Education, a major issue influencing American competitiveness in the twenty-first century, is another problem area.  Trump tells us that he is “…not cutting services, but [is for] cutting spending” (again, without clarifying how to get the same services at lower costs).  He wants to cut the Department of Education’s budget, eliminate Common Core, and delegate education administration almost entirely to the states, apparently relieving himself of the burden of forming his own thoughts about priorities or strengthening overall educational performance.  In addition, Trump’s failed attempt to develop a for-profit “scamiversity” (Trump University, now the Trump Entrepreneur Initiative) presents an ill omen of support for other anti-education businesses posing as educational institutions, a sobering prospect for higher education and American competitiveness.

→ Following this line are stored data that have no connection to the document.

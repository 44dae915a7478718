//! Lunaris server binary.
//!
//! Loads configuration and the model artifact, then serves the prediction
//! form over HTTP until interrupted.

use std::sync::Arc;

use axum::http::HeaderValue;
use tower::ServiceBuilder;
use tower_http::cors::{AllowOrigin, CorsLayer};
use tower_http::timeout::TimeoutLayer;
use tower_http::trace::TraceLayer;
use tracing::{info, warn};
use tracing_subscriber::EnvFilter;

use lunaris::adapters::http::prediction::ModelInfoResponse;
use lunaris::adapters::http::{prediction_routes, PredictionAppState};
use lunaris::adapters::RandomForestModel;
use lunaris::config::{AppConfig, ServerConfig};

#[tokio::main]
async fn main() -> Result<(), Box<dyn std::error::Error>> {
    let config = AppConfig::load()?;
    config.validate()?;

    init_tracing(&config);

    let model = RandomForestModel::load(&config.model.path)?;
    let model_info = ModelInfoResponse::from(&model);
    let state = PredictionAppState::new(Arc::new(model), model_info);

    let app = prediction_routes(state).layer(
        ServiceBuilder::new()
            .layer(TraceLayer::new_for_http())
            .layer(TimeoutLayer::new(config.server.request_timeout()))
            .layer(cors_layer(&config.server)),
    );

    let addr = config.server.socket_addr()?;
    let listener = tokio::net::TcpListener::bind(addr).await?;
    info!(%addr, environment = ?config.server.environment, "Lunaris listening");

    axum::serve(listener, app)
        .with_graceful_shutdown(shutdown_signal())
        .await?;

    info!("Lunaris stopped");
    Ok(())
}

fn init_tracing(config: &AppConfig) {
    let filter = EnvFilter::try_from_default_env()
        .unwrap_or_else(|_| EnvFilter::new(&config.server.log_level));

    if config.is_production() {
        tracing_subscriber::fmt()
            .with_env_filter(filter)
            .with_target(true)
            .json()
            .init();
    } else {
        tracing_subscriber::fmt().with_env_filter(filter).init();
    }
}

fn cors_layer(server: &ServerConfig) -> CorsLayer {
    let origins: Vec<HeaderValue> = server
        .cors_origins_list()
        .into_iter()
        .filter_map(|origin| match origin.parse::<HeaderValue>() {
            Ok(value) => Some(value),
            Err(_) => {
                warn!(%origin, "Ignoring invalid CORS origin");
                None
            }
        })
        .collect();

    if origins.is_empty() {
        CorsLayer::new()
    } else {
        CorsLayer::new()
            .allow_origin(AllowOrigin::list(origins))
            .allow_methods([axum::http::Method::GET, axum::http::Method::POST])
            .allow_headers([axum::http::header::CONTENT_TYPE])
    }
}

async fn shutdown_signal() {
    if let Err(err) = tokio::signal::ctrl_c().await {
        warn!(error = %err, "Failed to listen for shutdown signal");
    }
}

Finally, Trump’s cultural position shows a complete failure to appreciate historical trends and demographics.  On women’s issues (beyond wanting more money for women vets), Trump has been absolutely silent.  On minority issues, he has said too much; proposing to deport, or mark and concentrate, immigrants and refugees.  He also openly encouraged his supporters’ violence against BLM protesters.  He is eager to surrender to ISIS and similar groups their main immediate objective, that of making the US more afraid of Muslims and more anti-Islamic, to push them into the arms of extremist recruiters.  Trump clearly wishes to restore a pre-1960s, “for white men only” America, which is exactly what making our superpower “great again” is intended to mean.

Trump’s platform is weak in both establishing objectives, and in offering actual proposals for meeting those objectives.  Trump is virtually silent on a vast array of major issues (national security, health care, the economy, education, and climate change), and he has little more to say on the few superficial issues he has deigned to care about – immigration reduction, trade with China, VA reform, tax reform, and federalized gun-rights expansion.  However, his few suggestions for policy all add up to one thing:  increasing the size and cost of the federal government; while at the same time he offers to reduce taxes.  That recipe has always meant borrowing from China, bizarrely another policy he claims to reverse.  While working within the GOP, his platform is barely conservative, and is predominantly federalist and expansive, but in ways which will lose liberal and independent voters.  His policy is like the old Potemkin village of Russia, designed to fool those looking only long enough to see the facade but no more.  Trump intends to reach only the low-information voter who cares nothing about data or logic.  For anyone else, Trump’s “ideas” (such as they are) can only mean one thing for the real City on a Hill behind the Potemkin village:  complete and utter disaster.